Namun, secara keseluruhan Muslim sering memiliki motif yang agak profan untuk mendaftar.

Sejarawan Motadel melihat Muslim sebagai alat Nazi untuk mencapai tujuannya.

Kebijakan Nazi terhadap Islam dilatarbelakangi oleh pragmatisme.

Beberapa pemimpin Nazi, terutama Adolf Hitler dan Heinrich Himmler, berulang kali mengungkapkan rasa hormat mereka terhadap Islam.

Setiap kali mencela Gereja Katolik, Hitler secara rutin membandingkannya dengan Islam.

Dia mencela Katolik sebagai agama yang lemah dan banci, sementara dia memuji Islam sebagai agama perang yang kuat, agresif.

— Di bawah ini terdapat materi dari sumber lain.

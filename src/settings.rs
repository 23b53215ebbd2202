use std::path::Path;
use std::time::Duration;

use serde::Deserialize;

use crate::error::SettingsError;

/// Options consumed by the connection bootstrap, the remote fetcher and the
/// fetch worker pool.
///
/// Option names follow the remote service's own naming (`serverAddr`,
/// `zkHost`, ...). Every option has a default, so an empty document is valid.
/// Timeouts are expressed in milliseconds.
#[derive(Debug, Clone, PartialEq, Eq, Deserialize)]
#[serde(default, rename_all = "camelCase")]
pub struct ClientSettings {
    pub server_addr: String,
    pub app: String,
    pub version: String,
    pub env: String,
    pub config_file: String,
    pub zk_host: String,
    pub zk_session_timeout: u64,
    pub zk_connect_timeout: u64,
    pub zk_username: String,
    pub zk_password: String,
    /// Name of the payload codec registered in the
    /// [`CodecRegistry`](crate::codec::CodecRegistry). Unset selects the default.
    pub serializer: Option<String>,
    /// Root namespace node of the watch tree.
    pub root_path: String,
    pub fetch_workers: usize,
    /// Upper bound on fetches queued or running at once. Reads beyond it
    /// return their default immediately.
    pub max_pending_fetches: usize,
    pub http_connect_timeout: u64,
    pub http_read_timeout: u64,
    /// Timeout used by [`RemoteConfig::get_config`](crate::config::RemoteConfig::get_config).
    pub default_timeout: u64,
}

impl Default for ClientSettings {
    fn default() -> Self {
        ClientSettings {
            server_addr: "127.0.0.1:8014".to_string(),
            app: "seata-server".to_string(),
            version: "1_0_0".to_string(),
            env: "rd".to_string(),
            config_file: "config.txt".to_string(),
            zk_host: "localhost:2181".to_string(),
            zk_session_timeout: 6000,
            zk_connect_timeout: 2000,
            zk_username: String::new(),
            zk_password: String::new(),
            serializer: None,
            root_path: "/disconf".to_string(),
            fetch_workers: 2,
            max_pending_fetches: 64,
            http_connect_timeout: 35_000,
            http_read_timeout: 60_000,
            default_timeout: 5_000,
        }
    }
}

#[derive(Deserialize)]
struct Nested {
    config: NestedConfig,
}

#[derive(Deserialize)]
struct NestedConfig {
    disconf: ClientSettings,
}

impl ClientSettings {
    /// Parse settings from TOML. Both a flat document and one nested under
    /// `[config.disconf]` are accepted.
    pub fn from_toml_str(source: &str) -> Result<Self, SettingsError> {
        let document: toml::Value = toml::from_str(source)?;
        let settings = if document.get("config").is_some() {
            document.try_into::<Nested>()?.config.disconf
        } else {
            document.try_into::<ClientSettings>()?
        };
        settings.validate()?;
        Ok(settings)
    }

    pub fn from_file(path: impl AsRef<Path>) -> Result<Self, SettingsError> {
        let path = path.as_ref();
        let source = std::fs::read_to_string(path).map_err(|source| SettingsError::Io {
            path: path.display().to_string(),
            source,
        })?;
        Self::from_toml_str(&source)
    }

    pub fn validate(&self) -> Result<(), SettingsError> {
        if self.fetch_workers == 0 {
            return Err(SettingsError::Invalid {
                option: "fetchWorkers",
                reason: "at least one worker is required".to_string(),
            });
        }
        if self.max_pending_fetches == 0 {
            return Err(SettingsError::Invalid {
                option: "maxPendingFetches",
                reason: "must be greater than zero".to_string(),
            });
        }
        if !self.root_path.starts_with('/') || self.root_path.len() < 2 {
            return Err(SettingsError::Invalid {
                option: "rootPath",
                reason: format!("'{}' is not an absolute node path", self.root_path),
            });
        }
        Ok(())
    }

    /// Digest credentials, present only when both username and password are non-blank.
    pub fn credentials(&self) -> Option<(&str, &str)> {
        let username = self.zk_username.trim();
        let password = self.zk_password.trim();
        if username.is_empty() || password.is_empty() {
            None
        } else {
            Some((self.zk_username.as_str(), self.zk_password.as_str()))
        }
    }

    pub fn session_timeout(&self) -> Duration {
        Duration::from_millis(self.zk_session_timeout)
    }

    pub fn connect_timeout(&self) -> Duration {
        Duration::from_millis(self.zk_connect_timeout)
    }

    pub fn http_connect_timeout(&self) -> Duration {
        Duration::from_millis(self.http_connect_timeout)
    }

    pub fn http_read_timeout(&self) -> Duration {
        Duration::from_millis(self.http_read_timeout)
    }

    pub fn default_timeout(&self) -> Duration {
        Duration::from_millis(self.default_timeout)
    }

    /// Watched node holding the configuration file: `/{root}/{app}_{version}_{env}/file/{configFile}`.
    pub fn watch_path(&self) -> String {
        format!(
            "{}/{}_{}_{}/file/{}",
            self.root_path.trim_end_matches('/'),
            self.app,
            self.version,
            self.env,
            self.config_file
        )
    }
}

Baca Juga: Pedang Langka dari Himmler kepada Mufti Agung Yerusalem Ini Dilelang Seharga 575 Juta Rupiah

Namun, itu semua sebagai pertimbangan strategis, bukan ideologi, yang membuat kampanye Nazi Jerman untuk mobilisasi Islam.

Motadel mengatakan bahwa Hitler telah mendalilkan inferioritas rasial orang-orang non-Eropa di ‘Mein Kampf’.

Namun, begitu berkuasa, para pejabat Jerman menunjukkan diri mereka lebih pragmatis.

Turki non-Yahudi, Iran, dan Arab secara eksplisit dibebaskan dari diskriminasi rasial resmi pada tahun 1930-an, menyusul intervensi diplomatik dari pemerintah di Teheran, Ankara, dan Kairo.

Dan selama perang, Jerman menunjukkan pragmatis serupa.

Muslim, bagi setiap perwira Jerman, harus diperlakukan sebagai sekutu.

Kenyataan di lapangan sama sekali tidak demikian.

Pada bulan-bulan pertama invasi Nazi ke Rusia, pasukan SS mengeksekusi ribuan Muslim dengan asumsi bahwa sunat mereka menunjukkan bahwa mereka adalah orang Yahudi.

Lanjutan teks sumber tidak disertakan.